Task inputs:
= = =
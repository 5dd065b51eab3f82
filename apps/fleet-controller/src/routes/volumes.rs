use axum::{
    extract::{
        rejection::{JsonRejection, QueryRejection},
        Path, Query, State,
    },
    http::StatusCode,
    Json,
};
use fleet_proto::{
    VolumeCreate, VolumeCreateResponse, VolumeList, VolumeListResponse, VolumeRemove,
    VolumesPrune, VolumesPruneResponse,
};
use serde::Deserialize;
use tracing::info;

use super::{dispatch, parse_node, ApiError, ApiResult};
use crate::state::AppState;

#[derive(Debug, Default, Deserialize)]
pub struct RemoveParams {
    #[serde(default)]
    force: bool,
}

#[derive(Debug, Default, Deserialize)]
pub struct PruneParams {
    #[serde(default)]
    all: bool,
}

pub async fn create_volume(
    State(state): State<AppState>,
    Path(node_id): Path<String>,
    body: Result<Json<VolumeCreate>, JsonRejection>,
) -> ApiResult<(StatusCode, Json<VolumeCreateResponse>)> {
    let node = parse_node(&node_id)?;
    let Json(mut req) = body.map_err(|err| ApiError::invalid(err.body_text()))?;
    req.name = req.name.trim().to_string();
    let created = dispatch(&state, node, req).await?;
    info!(%node, volume = %created.name, driver = %created.driver, "volume created");
    Ok((StatusCode::CREATED, Json(created)))
}

pub async fn list_volumes(
    State(state): State<AppState>,
    Path(node_id): Path<String>,
) -> ApiResult<Json<VolumeListResponse>> {
    let node = parse_node(&node_id)?;
    Ok(Json(dispatch(&state, node, VolumeList {}).await?))
}

pub async fn remove_volume(
    State(state): State<AppState>,
    Path((node_id, name)): Path<(String, String)>,
    params: Result<Query<RemoveParams>, QueryRejection>,
) -> ApiResult<StatusCode> {
    let node = parse_node(&node_id)?;
    let Query(params) = params.map_err(|err| ApiError::invalid(err.body_text()))?;
    if name.trim().is_empty() {
        return Err(ApiError::invalid("volume name must not be empty"));
    }
    dispatch(
        &state,
        node,
        VolumeRemove {
            name: name.clone(),
            force: params.force,
        },
    )
    .await?;
    info!(%node, volume = %name, force = params.force, "volume removed");
    Ok(StatusCode::NO_CONTENT)
}

pub async fn prune_volumes(
    State(state): State<AppState>,
    Path(node_id): Path<String>,
    params: Result<Query<PruneParams>, QueryRejection>,
) -> ApiResult<Json<VolumesPruneResponse>> {
    let node = parse_node(&node_id)?;
    let Query(params) = params.map_err(|err| ApiError::invalid(err.body_text()))?;
    let pruned = dispatch(&state, node, VolumesPrune { all: params.all }).await?;
    info!(
        %node,
        deleted = pruned.volumes_deleted.len(),
        reclaimed = %pruned.space_reclaimed,
        "volumes pruned"
    );
    Ok(Json(pruned))
}
use std::collections::BTreeMap;

use async_trait::async_trait;
use fleet_proto::{
    NetworkCreate, NetworkCreateResponse, NetworkListResponse, NetworkRemove, NetworkSummary,
    NetworksPruneResponse, VolumeCreate, VolumeCreateResponse, VolumeListResponse, VolumeRemove,
    VolumeSummary, VolumesPrune, VolumesPruneResponse,
};
use parking_lot::Mutex;
use uuid::Uuid;

use crate::{DockerEngine, EngineError};

const BUILTIN_NETWORKS: &[(&str, &str, &str)] = &[
    ("bridge", "bridge", "local"),
    ("host", "host", "local"),
    ("none", "null", "local"),
];

#[derive(Debug, Clone)]
struct NetworkRecord {
    id: String,
    name: String,
    driver: String,
    scope: String,
    internal: bool,
    builtin: bool,
}

#[derive(Debug, Clone)]
struct VolumeRecord {
    name: String,
    driver: String,
    mountpoint: String,
    in_use: bool,
}

#[derive(Debug, Default)]
struct EngineState {
    networks: BTreeMap<String, NetworkRecord>,
    volumes: BTreeMap<String, VolumeRecord>,
}

/// Engine that keeps networks and volumes in process memory.
///
/// Used when no Docker daemon is available (development, tests). Seeds the
/// pre-defined `bridge`, `host` and `none` networks, which cannot be removed.
#[derive(Debug)]
pub struct MemoryEngine {
    state: Mutex<EngineState>,
}

impl Default for MemoryEngine {
    fn default() -> Self {
        Self::new()
    }
}

impl MemoryEngine {
    pub fn new() -> Self {
        let mut state = EngineState::default();
        for (name, driver, scope) in BUILTIN_NETWORKS {
            let id = object_id();
            state.networks.insert(
                id.clone(),
                NetworkRecord {
                    id,
                    name: (*name).to_string(),
                    driver: (*driver).to_string(),
                    scope: (*scope).to_string(),
                    internal: false,
                    builtin: true,
                },
            );
        }
        Self {
            state: Mutex::new(state),
        }
    }

    /// Flag a volume as mounted by a container. Returns false for unknown volumes.
    pub fn set_volume_in_use(&self, name: &str, in_use: bool) -> bool {
        match self.state.lock().volumes.get_mut(name) {
            Some(volume) => {
                volume.in_use = in_use;
                true
            }
            None => false,
        }
    }
}

fn object_id() -> String {
    format!("{}{}", Uuid::new_v4().simple(), Uuid::new_v4().simple())
}

fn is_anonymous(name: &str) -> bool {
    name.len() == 64 && name.bytes().all(|b| b.is_ascii_hexdigit())
}

impl EngineState {
    fn find_network(&self, id_or_name: &str) -> Option<&NetworkRecord> {
        self.networks
            .get(id_or_name)
            .or_else(|| self.networks.values().find(|n| n.name == id_or_name))
    }
}

#[async_trait]
impl DockerEngine for MemoryEngine {
    async fn network_create(
        &self,
        req: NetworkCreate,
    ) -> Result<NetworkCreateResponse, EngineError> {
        let mut state = self.state.lock();
        if state.networks.values().any(|n| n.name == req.name) {
            return Err(EngineError::Conflict(format!(
                "network with name {} already exists",
                req.name
            )));
        }
        let id = object_id();
        state.networks.insert(
            id.clone(),
            NetworkRecord {
                id: id.clone(),
                name: req.name,
                driver: req.driver.unwrap_or_else(|| "bridge".into()),
                scope: "local".into(),
                internal: req.internal,
                builtin: false,
            },
        );
        Ok(NetworkCreateResponse { id, warning: None })
    }

    async fn network_list(&self) -> Result<NetworkListResponse, EngineError> {
        let state = self.state.lock();
        let mut items: Vec<NetworkSummary> = state
            .networks
            .values()
            .map(|n| NetworkSummary {
                id: n.id.clone(),
                name: n.name.clone(),
                driver: n.driver.clone(),
                scope: n.scope.clone(),
                internal: n.internal,
            })
            .collect();
        items.sort_by(|a, b| a.name.cmp(&b.name));
        Ok(NetworkListResponse { items })
    }

    async fn network_remove(&self, req: NetworkRemove) -> Result<(), EngineError> {
        let mut state = self.state.lock();
        let network = state
            .find_network(&req.id)
            .cloned()
            .ok_or_else(|| EngineError::NotFound {
                kind: "network",
                name: req.id.clone(),
            })?;
        if network.builtin {
            return Err(EngineError::Conflict(format!(
                "{} is a pre-defined network and cannot be removed",
                network.name
            )));
        }
        state.networks.remove(&network.id);
        Ok(())
    }

    async fn networks_prune(&self) -> Result<NetworksPruneResponse, EngineError> {
        let mut state = self.state.lock();
        let mut networks_deleted = Vec::new();
        state.networks.retain(|_, n| {
            if n.builtin {
                return true;
            }
            networks_deleted.push(n.name.clone());
            false
        });
        networks_deleted.sort();
        Ok(NetworksPruneResponse { networks_deleted })
    }

    async fn volume_create(&self, req: VolumeCreate) -> Result<VolumeCreateResponse, EngineError> {
        let mut state = self.state.lock();
        let name = if req.name.trim().is_empty() {
            object_id()
        } else {
            req.name
        };
        let driver = req.driver.unwrap_or_else(|| "local".into());
        // Creating an existing volume with the same driver is a no-op, as in dockerd.
        if let Some(existing) = state.volumes.get(&name) {
            if existing.driver != driver {
                return Err(EngineError::Conflict(format!(
                    "volume {name} already exists with driver {}",
                    existing.driver
                )));
            }
            return Ok(VolumeCreateResponse {
                name: existing.name.clone(),
                driver: existing.driver.clone(),
                mountpoint: existing.mountpoint.clone(),
            });
        }
        let record = VolumeRecord {
            mountpoint: format!("/var/lib/docker/volumes/{name}/_data"),
            name: name.clone(),
            driver,
            in_use: false,
        };
        let response = VolumeCreateResponse {
            name: record.name.clone(),
            driver: record.driver.clone(),
            mountpoint: record.mountpoint.clone(),
        };
        state.volumes.insert(name, record);
        Ok(response)
    }

    async fn volume_list(&self) -> Result<VolumeListResponse, EngineError> {
        let state = self.state.lock();
        let items = state
            .volumes
            .values()
            .map(|v| VolumeSummary {
                name: v.name.clone(),
                driver: v.driver.clone(),
                mountpoint: v.mountpoint.clone(),
            })
            .collect();
        Ok(VolumeListResponse { items })
    }

    async fn volume_remove(&self, req: VolumeRemove) -> Result<(), EngineError> {
        let mut state = self.state.lock();
        let volume = state
            .volumes
            .get(&req.name)
            .ok_or_else(|| EngineError::NotFound {
                kind: "volume",
                name: req.name.clone(),
            })?;
        if volume.in_use && !req.force {
            return Err(EngineError::InUse(format!("volume {} is in use", req.name)));
        }
        state.volumes.remove(&req.name);
        Ok(())
    }

    async fn volumes_prune(
        &self,
        req: VolumesPrune,
    ) -> Result<VolumesPruneResponse, EngineError> {
        let mut state = self.state.lock();
        let mut volumes_deleted = Vec::new();
        state.volumes.retain(|name, v| {
            let prunable = !v.in_use && (req.all || is_anonymous(name));
            if prunable {
                volumes_deleted.push(name.clone());
            }
            !prunable
        });
        Ok(VolumesPruneResponse {
            volumes_deleted,
            space_reclaimed: "0B".into(),
        })
    }
}

#[cfg(test)]
mod tests {
    use super::*;

    fn network(name: &str) -> NetworkCreate {
        NetworkCreate {
            name: name.into(),
            ..Default::default()
        }
    }

    fn volume(name: &str) -> VolumeCreate {
        VolumeCreate {
            name: name.into(),
            ..Default::default()
        }
    }

    #[tokio::test]
    async fn seeds_builtin_networks() {
        let engine = MemoryEngine::new();
        let names: Vec<String> = engine
            .network_list()
            .await
            .unwrap()
            .items
            .into_iter()
            .map(|n| n.name)
            .collect();
        assert_eq!(names, vec!["bridge", "host", "none"]);
    }

    #[tokio::test]
    async fn duplicate_network_name_conflicts() {
        let engine = MemoryEngine::new();
        engine.network_create(network("n1")).await.unwrap();
        let err = engine.network_create(network("n1")).await.unwrap_err();
        assert_eq!(err.to_string(), "network with name n1 already exists");
    }

    #[tokio::test]
    async fn removes_network_by_name_or_id() {
        let engine = MemoryEngine::new();
        let created = engine.network_create(network("n1")).await.unwrap();
        engine.network_create(network("n2")).await.unwrap();
        engine
            .network_remove(NetworkRemove { id: created.id })
            .await
            .unwrap();
        engine
            .network_remove(NetworkRemove { id: "n2".into() })
            .await
            .unwrap();
        assert_eq!(engine.network_list().await.unwrap().items.len(), 3);
        let err = engine
            .network_remove(NetworkRemove { id: "n2".into() })
            .await
            .unwrap_err();
        assert!(matches!(err, EngineError::NotFound { kind: "network", .. }));
    }

    #[tokio::test]
    async fn builtin_networks_survive_remove_and_prune() {
        let engine = MemoryEngine::new();
        engine.network_create(network("app")).await.unwrap();
        let err = engine
            .network_remove(NetworkRemove {
                id: "bridge".into(),
            })
            .await
            .unwrap_err();
        assert!(matches!(err, EngineError::Conflict(_)));
        let pruned = engine.networks_prune().await.unwrap();
        assert_eq!(pruned.networks_deleted, vec!["app"]);
        assert_eq!(engine.network_list().await.unwrap().items.len(), 3);
    }

    #[tokio::test]
    async fn volume_in_use_requires_force() {
        let engine = MemoryEngine::new();
        engine.volume_create(volume("data")).await.unwrap();
        assert!(engine.set_volume_in_use("data", true));
        let err = engine
            .volume_remove(VolumeRemove {
                name: "data".into(),
                force: false,
            })
            .await
            .unwrap_err();
        assert_eq!(err.to_string(), "volume data is in use");
        engine
            .volume_remove(VolumeRemove {
                name: "data".into(),
                force: true,
            })
            .await
            .unwrap();
        assert!(engine.volume_list().await.unwrap().items.is_empty());
    }

    #[tokio::test]
    async fn volume_prune_respects_all_flag() {
        let engine = MemoryEngine::new();
        engine.volume_create(volume("named")).await.unwrap();
        let anon = engine.volume_create(volume("")).await.unwrap();
        assert_eq!(anon.name.len(), 64);

        let pruned = engine
            .volumes_prune(VolumesPrune { all: false })
            .await
            .unwrap();
        assert_eq!(pruned.volumes_deleted, vec![anon.name]);

        let pruned = engine
            .volumes_prune(VolumesPrune { all: true })
            .await
            .unwrap();
        assert_eq!(pruned.volumes_deleted, vec!["named"]);
    }

    #[tokio::test]
    async fn recreating_volume_is_idempotent() {
        let engine = MemoryEngine::new();
        let first = engine.volume_create(volume("v1")).await.unwrap();
        let second = engine.volume_create(volume("v1")).await.unwrap();
        assert_eq!(first, second);
        assert_eq!(first.mountpoint, "/var/lib/docker/volumes/v1/_data");
    }
}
= = =
Description of the task: Only the lines from the beginning of the material to the line containing "use serde::Deserialize;" should be echoed, verbatim and in full.

Your solution:
repository 5dd065b51eab3f82
filename apps/fleet-controller/src/routes/volumes.rs
use axum::{
    extract::{
        rejection::{JsonRejection, QueryRejection},
        Path, Query, State,
    },
    http::StatusCode,
    Json,
};
use fleet_proto::{
    VolumeCreate, VolumeCreateResponse, VolumeList, VolumeListResponse, VolumeRemove,
    VolumesPrune, VolumesPruneResponse,
};
use serde::Deserialize;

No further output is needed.